Report every line of the records below that contains the word "LayoutScratch".

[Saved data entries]
────────────────────────────────────────

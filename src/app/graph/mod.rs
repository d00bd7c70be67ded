use std::cell::RefCell;
use std::collections::HashMap;
use std::rc::Rc;

use tangle_visualizer::tangle::{
    Counts, GraphSubscriber, ShortId, Vertex, VertexOp, VertexState,
};

mod build;
mod interaction;
mod view;

/// What the renderer keeps of a vertex.
#[derive(Clone, Debug)]
pub(super) struct NodeSnapshot {
    pub(super) id: ShortId,
    pub(super) full_id: String,
    pub(super) parents: Vec<ShortId>,
    pub(super) state: VertexState,
    pub(super) is_milestone: bool,
    pub(super) is_tip: bool,
    pub(super) is_selected: bool,
    pub(super) admitted: u64,
}

impl From<&Vertex> for NodeSnapshot {
    fn from(vertex: &Vertex) -> Self {
        Self {
            id: vertex.short_id.clone(),
            full_id: vertex.full_id.clone(),
            parents: vertex.parent_ids().to_vec(),
            state: vertex.state(),
            is_milestone: vertex.flags.is_milestone,
            is_tip: vertex.flags.is_tip,
            is_selected: vertex.flags.is_selected,
            admitted: vertex.admitted,
        }
    }
}

pub(super) enum RenderChange {
    Vertex(NodeSnapshot, VertexOp),
    Counts(Counts),
    Confirmed(ShortId),
}

/// Engine subscriber that only queues changes; the app applies them once the
/// engine call that produced them has returned.
pub(super) struct RenderSink {
    changes: Rc<RefCell<Vec<RenderChange>>>,
}

impl RenderSink {
    pub(super) fn new(changes: Rc<RefCell<Vec<RenderChange>>>) -> Self {
        Self { changes }
    }
}

impl GraphSubscriber for RenderSink {
    fn on_vertex(&mut self, vertex: &Vertex, op: VertexOp) {
        self.changes
            .borrow_mut()
            .push(RenderChange::Vertex(NodeSnapshot::from(vertex), op));
    }

    fn on_counts(&mut self, counts: Counts) {
        self.changes.borrow_mut().push(RenderChange::Counts(counts));
    }

    fn on_confirmed(&mut self, id: &ShortId, _excluded: &[ShortId]) {
        self.changes
            .borrow_mut()
            .push(RenderChange::Confirmed(id.clone()));
    }
}

pub(super) struct RenderNode {
    pub(super) snapshot: NodeSnapshot,
    pub(super) x: f32,
    pub(super) y: f32,
    pub(super) velocity: f32,
    /// Fades from 1 to 0 after the vertex is named in a confirmation.
    pub(super) flash: f32,
}

#[derive(Default)]
pub(super) struct RenderGraph {
    pub(super) nodes: Vec<RenderNode>,
    pub(super) index_by_id: HashMap<ShortId, usize>,
    pub(super) newest_admitted: Option<u64>,
    pub(super) revision: u64,
    pub(super) layout_scratch: LayoutScratch,
}

#[derive(Default)]
pub(super) struct LayoutScratch {
    pub(super) forces: Vec<f32>,
    pub(super) buckets: HashMap<i32, Vec<usize>>,
}

impl RenderGraph {
    pub(super) fn len(&self) -> usize {
        self.nodes.len()
    }

    pub(super) fn get(&self, id: &ShortId) -> Option<&RenderNode> {
        self.index_by_id.get(id).map(|&index| &self.nodes[index])
    }

    pub(super) fn clear(&mut self) {
        self.nodes.clear();
        self.index_by_id.clear();
        self.newest_admitted = None;
        self.revision = self.revision.wrapping_add(1);
    }
}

────────────────────────────────────────

* [RESPONSE]:
    pub(super) layout_scratch: LayoutScratch,
pub(super) struct LayoutScratch {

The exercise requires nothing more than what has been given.